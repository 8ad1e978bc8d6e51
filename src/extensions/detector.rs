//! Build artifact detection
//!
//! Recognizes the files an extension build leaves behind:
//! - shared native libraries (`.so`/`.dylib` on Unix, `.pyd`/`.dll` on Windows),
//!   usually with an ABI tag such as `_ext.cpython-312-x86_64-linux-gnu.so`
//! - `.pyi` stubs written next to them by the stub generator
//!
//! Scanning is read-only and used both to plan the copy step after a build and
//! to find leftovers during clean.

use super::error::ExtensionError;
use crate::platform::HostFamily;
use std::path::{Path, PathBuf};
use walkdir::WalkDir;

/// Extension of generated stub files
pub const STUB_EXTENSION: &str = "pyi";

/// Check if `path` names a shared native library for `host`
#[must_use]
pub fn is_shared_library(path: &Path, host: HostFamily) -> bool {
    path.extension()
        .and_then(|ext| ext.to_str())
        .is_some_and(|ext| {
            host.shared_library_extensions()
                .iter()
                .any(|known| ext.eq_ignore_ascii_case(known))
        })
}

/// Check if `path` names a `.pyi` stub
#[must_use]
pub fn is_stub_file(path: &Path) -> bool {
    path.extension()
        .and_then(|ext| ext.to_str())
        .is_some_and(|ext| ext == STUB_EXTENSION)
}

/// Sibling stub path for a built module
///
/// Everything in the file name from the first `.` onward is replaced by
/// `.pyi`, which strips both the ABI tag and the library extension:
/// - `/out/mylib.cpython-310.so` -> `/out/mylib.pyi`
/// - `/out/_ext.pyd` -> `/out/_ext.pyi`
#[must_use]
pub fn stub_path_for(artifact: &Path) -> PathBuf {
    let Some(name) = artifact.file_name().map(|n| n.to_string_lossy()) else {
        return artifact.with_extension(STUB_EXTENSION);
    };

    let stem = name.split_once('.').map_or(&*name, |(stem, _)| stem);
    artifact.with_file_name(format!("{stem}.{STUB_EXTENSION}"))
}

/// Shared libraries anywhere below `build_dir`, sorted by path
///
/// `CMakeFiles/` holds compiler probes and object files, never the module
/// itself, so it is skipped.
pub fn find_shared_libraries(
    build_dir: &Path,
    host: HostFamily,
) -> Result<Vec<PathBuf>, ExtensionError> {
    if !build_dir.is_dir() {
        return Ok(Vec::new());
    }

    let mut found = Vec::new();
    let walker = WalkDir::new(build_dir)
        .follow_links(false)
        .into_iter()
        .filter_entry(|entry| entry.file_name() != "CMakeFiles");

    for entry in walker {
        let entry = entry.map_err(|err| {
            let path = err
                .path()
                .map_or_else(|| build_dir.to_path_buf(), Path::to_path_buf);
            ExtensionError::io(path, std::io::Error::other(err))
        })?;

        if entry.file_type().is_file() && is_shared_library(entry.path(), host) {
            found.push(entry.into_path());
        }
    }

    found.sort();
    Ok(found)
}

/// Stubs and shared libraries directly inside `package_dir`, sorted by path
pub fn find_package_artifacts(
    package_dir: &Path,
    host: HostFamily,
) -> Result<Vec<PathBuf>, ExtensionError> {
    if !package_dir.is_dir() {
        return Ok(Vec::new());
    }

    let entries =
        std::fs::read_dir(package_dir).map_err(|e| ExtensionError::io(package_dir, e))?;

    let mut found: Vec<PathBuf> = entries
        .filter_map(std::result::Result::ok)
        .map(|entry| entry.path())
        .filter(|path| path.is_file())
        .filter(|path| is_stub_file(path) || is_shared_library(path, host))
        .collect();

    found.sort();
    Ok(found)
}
----------------
* [TASK TO COMPLETE] All of the records above are to be copied exactly.

* [EXERCISE ANSWER]
repository 8ad1e978bc8d6e51
filename src/extensions/detector.rs
//! Build artifact detection
//!
//! Recognizes the files an extension build leaves behind:
//! - shared native libraries (`.so`/`.dylib` on Unix, `.pyd`/`.dll` on Windows),
//!   usually with an ABI tag such as `_ext.cpython-312-x86_64-linux-gnu.so`
//! - `.pyi` stubs written next to them by the stub generator
//!
//! Scanning is read-only and used both to plan the copy step after a build and
//! to find leftovers during clean.

use super::error::ExtensionError;
use crate::platform::HostFamily;
use std::path::{Path, PathBuf};
use walkdir::WalkDir;

/// Extension of generated stub files
pub const STUB_EXTENSION: &str = "pyi";

/// Check if `path` names a shared native library for `host`
#[must_use]
pub fn is_shared_library(path: &Path, host: HostFamily) -> bool {
    path.extension()
        .and_then(|ext| ext.to_str())
        .is_some_and(|ext| {
            host.shared_library_extensions()
                .iter()
                .any(|known| ext.eq_ignore_ascii_case(known))
        })
}

/// Check if `path` names a `.pyi` stub
#[must_use]
pub fn is_stub_file(path: &Path) -> bool {
    path.extension()
        .and_then(|ext| ext.to_str())
        .is_some_and(|ext| ext == STUB_EXTENSION)
}

/// Sibling stub path for a built module
///
/// Everything in the file name from the first `.` onward is replaced by
/// `.pyi`, which strips both the ABI tag and the library extension:
/// - `/out/mylib.cpython-310.so` -> `/out/mylib.pyi`
/// - `/out/_ext.pyd` -> `/out/_ext.pyi`
#[must_use]
pub fn stub_path_for(artifact: &Path) -> PathBuf {
    let Some(name) = artifact.file_name().map(|n| n.to_string_lossy()) else {
        return artifact.with_extension(STUB_EXTENSION);
    };

    let stem = name.split_once('.').map_or(&*name, |(stem, _)| stem);
    artifact.with_file_name(format!("{stem}.{STUB_EXTENSION}"))
}

/// Shared libraries anywhere below `build_dir`, sorted by path
///
/// `CMakeFiles/` holds compiler probes and object files, never the module
/// itself, so it is skipped.
pub fn find_shared_libraries(
    build_dir: &Path,
    host: HostFamily,
) -> Result<Vec<PathBuf>, ExtensionError> {
    if !build_dir.is_dir() {
        return Ok(Vec::new());
    }

    let mut found = Vec::new();
    let walker = WalkDir::new(build_dir)
        .follow_links(false)
        .into_iter()
        .filter_entry(|entry| entry.file_name() != "CMakeFiles");

    for entry in walker {
        let entry = entry.map_err(|err| {
            let path = err
                .path()
                .map_or_else(|| build_dir.to_path_buf(), Path::to_path_buf);
            ExtensionError::io(path, std::io::Error::other(err))
        })?;

        if entry.file_type().is_file() && is_shared_library(entry.path(), host) {
            found.push(entry.into_path());
        }
    }

    found.sort();
    Ok(found)
}

/// Stubs and shared libraries directly inside `package_dir`, sorted by path
pub fn find_package_artifacts(
    package_dir: &Path,
    host: HostFamily,
) -> Result<Vec<PathBuf>, ExtensionError> {
    if !package_dir.is_dir() {
        return Ok(Vec::new());
    }

    let entries =
        std::fs::read_dir(package_dir).map_err(|e| ExtensionError::io(package_dir, e))?;

    let mut found: Vec<PathBuf> = entries
        .filter_map(std::result::Result::ok)
        .map(|entry| entry.path())
        .filter(|path| path.is_file())
        .filter(|path| is_stub_file(path) || is_shared_library(path, host))
        .collect();

    found.sort();
    Ok(found)
}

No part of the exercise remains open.